## LISTED ENTRIES
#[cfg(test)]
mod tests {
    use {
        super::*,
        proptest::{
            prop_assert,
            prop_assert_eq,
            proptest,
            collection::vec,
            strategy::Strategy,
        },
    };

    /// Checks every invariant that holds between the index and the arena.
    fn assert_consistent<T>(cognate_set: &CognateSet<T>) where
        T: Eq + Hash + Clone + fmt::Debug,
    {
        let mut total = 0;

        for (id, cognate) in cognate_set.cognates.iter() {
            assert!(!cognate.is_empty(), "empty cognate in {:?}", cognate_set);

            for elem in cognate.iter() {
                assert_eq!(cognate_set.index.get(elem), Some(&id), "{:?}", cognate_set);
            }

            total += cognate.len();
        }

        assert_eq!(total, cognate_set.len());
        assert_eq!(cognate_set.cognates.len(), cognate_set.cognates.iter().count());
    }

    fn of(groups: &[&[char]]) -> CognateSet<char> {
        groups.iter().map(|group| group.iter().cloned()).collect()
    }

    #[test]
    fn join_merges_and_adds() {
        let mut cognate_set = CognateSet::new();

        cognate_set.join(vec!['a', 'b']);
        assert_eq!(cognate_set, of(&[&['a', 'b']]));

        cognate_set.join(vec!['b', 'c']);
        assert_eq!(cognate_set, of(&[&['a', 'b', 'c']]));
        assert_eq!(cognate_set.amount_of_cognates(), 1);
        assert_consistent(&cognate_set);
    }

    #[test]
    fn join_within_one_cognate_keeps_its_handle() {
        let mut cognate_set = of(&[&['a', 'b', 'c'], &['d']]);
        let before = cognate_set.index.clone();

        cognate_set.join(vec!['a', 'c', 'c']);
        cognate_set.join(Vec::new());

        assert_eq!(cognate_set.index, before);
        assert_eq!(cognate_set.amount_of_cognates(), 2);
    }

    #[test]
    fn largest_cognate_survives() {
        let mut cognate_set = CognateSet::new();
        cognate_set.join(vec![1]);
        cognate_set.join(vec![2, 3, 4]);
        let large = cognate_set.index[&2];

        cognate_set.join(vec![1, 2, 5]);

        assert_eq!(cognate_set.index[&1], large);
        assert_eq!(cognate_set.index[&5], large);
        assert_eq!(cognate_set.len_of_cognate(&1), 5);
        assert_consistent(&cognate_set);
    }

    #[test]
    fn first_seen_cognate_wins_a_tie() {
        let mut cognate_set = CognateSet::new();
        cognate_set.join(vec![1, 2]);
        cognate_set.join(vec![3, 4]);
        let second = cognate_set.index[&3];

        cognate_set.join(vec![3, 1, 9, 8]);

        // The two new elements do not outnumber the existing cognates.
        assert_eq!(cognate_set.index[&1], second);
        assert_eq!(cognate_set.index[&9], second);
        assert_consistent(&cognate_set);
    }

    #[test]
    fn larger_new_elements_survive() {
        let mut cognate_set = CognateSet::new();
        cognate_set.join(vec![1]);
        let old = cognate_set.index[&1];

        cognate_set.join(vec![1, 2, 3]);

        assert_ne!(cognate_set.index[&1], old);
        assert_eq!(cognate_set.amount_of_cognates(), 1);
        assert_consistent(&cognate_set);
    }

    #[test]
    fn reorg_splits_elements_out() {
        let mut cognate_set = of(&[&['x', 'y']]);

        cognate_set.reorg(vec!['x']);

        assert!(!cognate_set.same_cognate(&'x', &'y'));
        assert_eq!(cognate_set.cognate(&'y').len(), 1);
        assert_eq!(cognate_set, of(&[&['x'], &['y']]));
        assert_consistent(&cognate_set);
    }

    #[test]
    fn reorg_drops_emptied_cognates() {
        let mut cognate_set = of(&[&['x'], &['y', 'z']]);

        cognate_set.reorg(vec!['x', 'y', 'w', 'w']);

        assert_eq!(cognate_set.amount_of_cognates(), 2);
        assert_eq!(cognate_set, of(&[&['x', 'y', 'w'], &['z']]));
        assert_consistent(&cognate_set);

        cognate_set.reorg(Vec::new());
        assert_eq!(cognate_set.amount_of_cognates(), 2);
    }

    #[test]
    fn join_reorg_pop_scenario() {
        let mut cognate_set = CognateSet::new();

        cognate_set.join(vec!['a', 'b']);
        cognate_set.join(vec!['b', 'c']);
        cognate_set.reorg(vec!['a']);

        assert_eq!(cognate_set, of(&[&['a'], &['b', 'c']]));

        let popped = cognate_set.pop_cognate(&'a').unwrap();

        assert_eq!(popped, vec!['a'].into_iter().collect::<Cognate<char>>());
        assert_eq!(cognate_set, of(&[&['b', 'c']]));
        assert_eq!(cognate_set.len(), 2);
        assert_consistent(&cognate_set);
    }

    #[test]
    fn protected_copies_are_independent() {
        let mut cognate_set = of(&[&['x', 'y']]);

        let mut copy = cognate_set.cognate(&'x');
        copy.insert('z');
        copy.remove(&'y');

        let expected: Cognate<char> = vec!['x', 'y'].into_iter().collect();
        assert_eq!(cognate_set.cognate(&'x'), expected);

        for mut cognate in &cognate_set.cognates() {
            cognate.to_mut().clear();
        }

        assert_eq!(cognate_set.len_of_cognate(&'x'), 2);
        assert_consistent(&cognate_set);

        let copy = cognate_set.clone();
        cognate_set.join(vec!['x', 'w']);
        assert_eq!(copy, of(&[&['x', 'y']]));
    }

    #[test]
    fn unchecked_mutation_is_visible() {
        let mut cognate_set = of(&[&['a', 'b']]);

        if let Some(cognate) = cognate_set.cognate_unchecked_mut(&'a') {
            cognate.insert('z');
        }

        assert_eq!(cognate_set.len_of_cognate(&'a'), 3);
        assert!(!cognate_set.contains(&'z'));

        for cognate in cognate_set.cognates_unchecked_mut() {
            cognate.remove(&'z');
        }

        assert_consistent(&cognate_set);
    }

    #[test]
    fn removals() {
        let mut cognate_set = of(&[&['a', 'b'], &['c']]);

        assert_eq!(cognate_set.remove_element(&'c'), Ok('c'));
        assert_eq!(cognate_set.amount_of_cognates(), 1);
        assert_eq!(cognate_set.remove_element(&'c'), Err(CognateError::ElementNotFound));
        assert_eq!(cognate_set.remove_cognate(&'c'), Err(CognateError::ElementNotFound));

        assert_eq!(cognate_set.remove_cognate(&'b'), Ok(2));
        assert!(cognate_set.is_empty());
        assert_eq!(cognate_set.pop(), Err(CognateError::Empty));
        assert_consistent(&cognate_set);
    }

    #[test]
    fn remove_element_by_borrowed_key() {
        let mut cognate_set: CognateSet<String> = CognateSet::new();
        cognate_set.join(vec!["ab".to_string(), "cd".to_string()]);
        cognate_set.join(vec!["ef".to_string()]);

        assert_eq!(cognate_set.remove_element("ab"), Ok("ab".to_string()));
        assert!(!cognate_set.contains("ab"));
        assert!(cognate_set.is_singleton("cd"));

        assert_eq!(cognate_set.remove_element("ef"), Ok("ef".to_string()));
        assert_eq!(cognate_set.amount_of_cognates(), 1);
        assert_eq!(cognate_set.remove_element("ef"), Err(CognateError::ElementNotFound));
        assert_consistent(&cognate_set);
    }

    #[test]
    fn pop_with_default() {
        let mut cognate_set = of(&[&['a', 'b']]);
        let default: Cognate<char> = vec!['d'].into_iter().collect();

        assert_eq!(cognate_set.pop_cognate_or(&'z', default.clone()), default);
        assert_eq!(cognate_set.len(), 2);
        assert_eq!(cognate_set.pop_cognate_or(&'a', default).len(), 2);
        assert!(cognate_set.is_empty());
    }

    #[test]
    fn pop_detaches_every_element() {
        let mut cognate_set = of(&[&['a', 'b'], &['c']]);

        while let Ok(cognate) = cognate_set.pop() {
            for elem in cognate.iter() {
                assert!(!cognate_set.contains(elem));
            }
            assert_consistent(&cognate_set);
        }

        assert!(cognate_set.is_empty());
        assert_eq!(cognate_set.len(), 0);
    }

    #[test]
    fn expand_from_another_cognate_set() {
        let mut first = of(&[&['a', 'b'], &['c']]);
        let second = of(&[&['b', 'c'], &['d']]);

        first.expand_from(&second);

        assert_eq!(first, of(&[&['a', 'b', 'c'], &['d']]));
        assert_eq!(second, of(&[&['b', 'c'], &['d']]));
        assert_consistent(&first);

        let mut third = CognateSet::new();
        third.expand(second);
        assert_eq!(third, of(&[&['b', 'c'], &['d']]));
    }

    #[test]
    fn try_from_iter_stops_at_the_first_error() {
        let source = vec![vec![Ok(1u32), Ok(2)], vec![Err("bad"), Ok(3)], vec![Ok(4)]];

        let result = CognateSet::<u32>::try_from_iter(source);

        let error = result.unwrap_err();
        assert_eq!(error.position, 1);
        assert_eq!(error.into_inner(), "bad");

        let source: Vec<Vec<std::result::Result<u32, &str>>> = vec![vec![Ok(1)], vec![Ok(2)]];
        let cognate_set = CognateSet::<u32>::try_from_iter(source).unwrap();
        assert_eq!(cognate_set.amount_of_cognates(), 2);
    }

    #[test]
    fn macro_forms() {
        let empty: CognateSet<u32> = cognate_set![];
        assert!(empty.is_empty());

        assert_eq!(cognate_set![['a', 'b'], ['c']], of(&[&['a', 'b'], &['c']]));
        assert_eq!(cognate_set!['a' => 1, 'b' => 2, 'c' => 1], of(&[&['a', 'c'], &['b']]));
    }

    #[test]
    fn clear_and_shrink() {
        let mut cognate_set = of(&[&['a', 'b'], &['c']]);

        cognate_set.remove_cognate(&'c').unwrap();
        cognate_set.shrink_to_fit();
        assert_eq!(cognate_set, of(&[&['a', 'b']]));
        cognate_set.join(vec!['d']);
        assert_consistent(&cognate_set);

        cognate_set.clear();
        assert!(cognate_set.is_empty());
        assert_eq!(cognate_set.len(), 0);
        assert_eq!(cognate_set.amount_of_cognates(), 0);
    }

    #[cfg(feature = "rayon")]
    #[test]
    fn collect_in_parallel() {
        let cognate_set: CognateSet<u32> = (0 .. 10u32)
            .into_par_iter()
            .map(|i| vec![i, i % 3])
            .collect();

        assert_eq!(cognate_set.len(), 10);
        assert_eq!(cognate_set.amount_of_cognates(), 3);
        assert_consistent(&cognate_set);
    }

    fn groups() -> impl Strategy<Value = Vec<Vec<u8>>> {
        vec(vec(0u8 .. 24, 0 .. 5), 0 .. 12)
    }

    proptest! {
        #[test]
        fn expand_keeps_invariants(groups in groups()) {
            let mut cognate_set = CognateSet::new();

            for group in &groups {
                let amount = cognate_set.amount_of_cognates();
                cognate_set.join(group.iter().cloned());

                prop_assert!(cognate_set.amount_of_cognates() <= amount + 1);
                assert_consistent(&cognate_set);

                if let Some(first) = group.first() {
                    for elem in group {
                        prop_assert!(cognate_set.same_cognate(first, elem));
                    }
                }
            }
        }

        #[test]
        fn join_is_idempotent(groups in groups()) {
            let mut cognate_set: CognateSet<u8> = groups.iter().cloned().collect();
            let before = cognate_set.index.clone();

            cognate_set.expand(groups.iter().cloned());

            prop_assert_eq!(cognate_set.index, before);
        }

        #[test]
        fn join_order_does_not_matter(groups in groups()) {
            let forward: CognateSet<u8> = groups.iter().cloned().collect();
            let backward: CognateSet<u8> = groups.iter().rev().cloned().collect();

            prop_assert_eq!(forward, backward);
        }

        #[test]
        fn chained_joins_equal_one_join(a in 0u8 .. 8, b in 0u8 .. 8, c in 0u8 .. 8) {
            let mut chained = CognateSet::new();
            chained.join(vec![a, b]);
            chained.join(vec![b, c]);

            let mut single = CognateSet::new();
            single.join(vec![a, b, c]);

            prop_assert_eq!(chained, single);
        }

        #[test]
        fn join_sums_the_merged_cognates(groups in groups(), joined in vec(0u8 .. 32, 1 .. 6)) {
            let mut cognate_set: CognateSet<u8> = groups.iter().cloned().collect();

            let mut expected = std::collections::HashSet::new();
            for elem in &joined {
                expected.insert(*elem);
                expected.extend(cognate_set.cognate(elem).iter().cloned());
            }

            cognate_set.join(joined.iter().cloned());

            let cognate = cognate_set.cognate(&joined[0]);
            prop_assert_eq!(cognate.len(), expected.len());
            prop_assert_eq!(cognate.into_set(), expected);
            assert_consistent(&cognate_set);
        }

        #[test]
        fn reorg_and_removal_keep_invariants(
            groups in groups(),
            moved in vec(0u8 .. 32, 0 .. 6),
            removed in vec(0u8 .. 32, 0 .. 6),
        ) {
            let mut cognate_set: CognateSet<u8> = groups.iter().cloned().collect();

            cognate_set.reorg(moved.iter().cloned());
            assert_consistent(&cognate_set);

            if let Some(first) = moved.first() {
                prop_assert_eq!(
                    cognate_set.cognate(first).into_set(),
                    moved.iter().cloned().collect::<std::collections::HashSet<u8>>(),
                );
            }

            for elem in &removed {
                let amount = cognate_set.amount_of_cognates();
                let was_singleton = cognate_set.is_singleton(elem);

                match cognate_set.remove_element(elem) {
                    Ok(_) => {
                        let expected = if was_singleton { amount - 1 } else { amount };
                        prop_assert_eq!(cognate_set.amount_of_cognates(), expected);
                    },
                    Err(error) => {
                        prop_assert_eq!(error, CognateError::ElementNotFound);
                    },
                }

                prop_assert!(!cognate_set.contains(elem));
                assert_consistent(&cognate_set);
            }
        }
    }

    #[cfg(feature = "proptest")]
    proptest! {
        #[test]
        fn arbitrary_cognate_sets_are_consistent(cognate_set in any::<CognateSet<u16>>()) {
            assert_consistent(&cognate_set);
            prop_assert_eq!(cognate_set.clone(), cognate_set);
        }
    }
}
--
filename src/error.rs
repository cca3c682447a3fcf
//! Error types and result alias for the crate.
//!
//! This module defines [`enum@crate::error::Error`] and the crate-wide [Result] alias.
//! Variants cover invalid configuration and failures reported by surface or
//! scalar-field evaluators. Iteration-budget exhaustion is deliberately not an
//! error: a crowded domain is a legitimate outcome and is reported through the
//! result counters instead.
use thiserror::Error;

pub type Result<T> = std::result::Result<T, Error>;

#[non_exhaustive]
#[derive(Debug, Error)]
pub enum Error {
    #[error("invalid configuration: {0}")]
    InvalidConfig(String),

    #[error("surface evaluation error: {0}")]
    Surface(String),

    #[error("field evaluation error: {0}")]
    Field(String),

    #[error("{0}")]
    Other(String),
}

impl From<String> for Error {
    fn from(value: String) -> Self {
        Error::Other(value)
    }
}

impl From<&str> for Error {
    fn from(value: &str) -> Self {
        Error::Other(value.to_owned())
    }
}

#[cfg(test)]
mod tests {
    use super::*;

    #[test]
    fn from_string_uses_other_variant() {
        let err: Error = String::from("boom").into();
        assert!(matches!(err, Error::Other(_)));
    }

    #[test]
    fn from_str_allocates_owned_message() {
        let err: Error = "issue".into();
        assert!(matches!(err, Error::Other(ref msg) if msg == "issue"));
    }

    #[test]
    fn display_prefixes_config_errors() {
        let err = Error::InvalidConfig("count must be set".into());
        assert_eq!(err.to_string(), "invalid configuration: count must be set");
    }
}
==
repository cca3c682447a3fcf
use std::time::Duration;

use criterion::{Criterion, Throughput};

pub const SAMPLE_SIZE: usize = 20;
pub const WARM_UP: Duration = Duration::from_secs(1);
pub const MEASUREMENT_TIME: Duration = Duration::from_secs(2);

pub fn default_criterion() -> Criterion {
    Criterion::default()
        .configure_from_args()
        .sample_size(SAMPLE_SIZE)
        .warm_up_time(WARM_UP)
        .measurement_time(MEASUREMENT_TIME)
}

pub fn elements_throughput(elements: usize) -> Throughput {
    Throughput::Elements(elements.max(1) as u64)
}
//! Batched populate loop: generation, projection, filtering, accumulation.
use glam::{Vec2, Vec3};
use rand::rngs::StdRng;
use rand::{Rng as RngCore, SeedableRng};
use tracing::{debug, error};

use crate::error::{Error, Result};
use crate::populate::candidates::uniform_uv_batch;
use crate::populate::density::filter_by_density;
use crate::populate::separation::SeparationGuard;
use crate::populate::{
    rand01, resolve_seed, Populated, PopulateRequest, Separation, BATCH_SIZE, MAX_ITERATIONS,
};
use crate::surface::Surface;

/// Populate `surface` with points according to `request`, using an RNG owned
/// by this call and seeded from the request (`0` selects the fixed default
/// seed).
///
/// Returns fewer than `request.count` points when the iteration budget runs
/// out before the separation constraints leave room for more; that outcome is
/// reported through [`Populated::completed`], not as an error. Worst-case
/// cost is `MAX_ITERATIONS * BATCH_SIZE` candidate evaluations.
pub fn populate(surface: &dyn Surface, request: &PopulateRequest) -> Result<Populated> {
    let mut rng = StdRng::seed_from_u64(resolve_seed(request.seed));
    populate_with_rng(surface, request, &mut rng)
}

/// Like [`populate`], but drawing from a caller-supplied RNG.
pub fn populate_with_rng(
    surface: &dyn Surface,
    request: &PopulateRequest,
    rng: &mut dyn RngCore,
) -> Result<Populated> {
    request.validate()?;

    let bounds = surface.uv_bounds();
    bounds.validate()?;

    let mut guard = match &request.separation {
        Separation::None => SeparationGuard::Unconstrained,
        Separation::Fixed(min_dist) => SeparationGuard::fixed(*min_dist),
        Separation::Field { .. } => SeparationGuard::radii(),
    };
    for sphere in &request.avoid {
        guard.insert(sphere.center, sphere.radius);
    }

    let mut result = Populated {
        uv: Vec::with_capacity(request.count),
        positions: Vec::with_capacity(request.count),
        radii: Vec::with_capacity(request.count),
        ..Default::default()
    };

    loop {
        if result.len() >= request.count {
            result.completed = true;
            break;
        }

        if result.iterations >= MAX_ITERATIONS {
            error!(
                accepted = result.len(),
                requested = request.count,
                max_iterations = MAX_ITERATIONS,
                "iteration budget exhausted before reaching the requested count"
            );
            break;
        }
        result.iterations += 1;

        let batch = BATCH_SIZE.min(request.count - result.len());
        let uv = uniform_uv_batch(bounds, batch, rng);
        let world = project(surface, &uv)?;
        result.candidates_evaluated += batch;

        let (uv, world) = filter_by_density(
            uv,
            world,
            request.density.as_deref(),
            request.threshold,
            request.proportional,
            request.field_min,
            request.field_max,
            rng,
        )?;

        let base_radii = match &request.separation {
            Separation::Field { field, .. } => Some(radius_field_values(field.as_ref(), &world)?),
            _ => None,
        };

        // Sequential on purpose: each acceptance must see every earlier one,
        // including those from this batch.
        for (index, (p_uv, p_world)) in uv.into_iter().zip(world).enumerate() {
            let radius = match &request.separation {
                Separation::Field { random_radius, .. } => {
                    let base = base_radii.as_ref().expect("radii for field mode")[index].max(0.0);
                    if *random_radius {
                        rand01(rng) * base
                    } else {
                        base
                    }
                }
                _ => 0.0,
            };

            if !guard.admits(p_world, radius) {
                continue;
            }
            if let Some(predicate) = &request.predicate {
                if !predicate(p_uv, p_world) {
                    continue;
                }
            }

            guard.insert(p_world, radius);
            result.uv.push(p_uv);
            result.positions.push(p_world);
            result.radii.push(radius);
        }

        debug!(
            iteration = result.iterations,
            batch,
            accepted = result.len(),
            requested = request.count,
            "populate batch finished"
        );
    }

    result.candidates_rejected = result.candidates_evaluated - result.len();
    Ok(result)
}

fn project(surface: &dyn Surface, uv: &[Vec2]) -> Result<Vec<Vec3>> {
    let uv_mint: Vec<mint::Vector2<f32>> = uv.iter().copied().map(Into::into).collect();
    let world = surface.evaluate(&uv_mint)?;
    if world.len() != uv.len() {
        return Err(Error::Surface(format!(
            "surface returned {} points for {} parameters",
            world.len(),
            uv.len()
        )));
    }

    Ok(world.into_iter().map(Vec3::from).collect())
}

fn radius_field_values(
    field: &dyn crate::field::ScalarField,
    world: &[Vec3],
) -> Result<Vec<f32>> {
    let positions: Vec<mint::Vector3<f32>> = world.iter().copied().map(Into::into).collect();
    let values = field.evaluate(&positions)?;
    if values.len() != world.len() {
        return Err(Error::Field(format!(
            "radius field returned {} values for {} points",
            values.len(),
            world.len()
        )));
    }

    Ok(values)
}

## ACTION ITEM
Search the data above for the string "Self" and return every line that has it.

## YOUR SOLUTION
    fn from(value: String) -> Self {
    fn from(value: &str) -> Self {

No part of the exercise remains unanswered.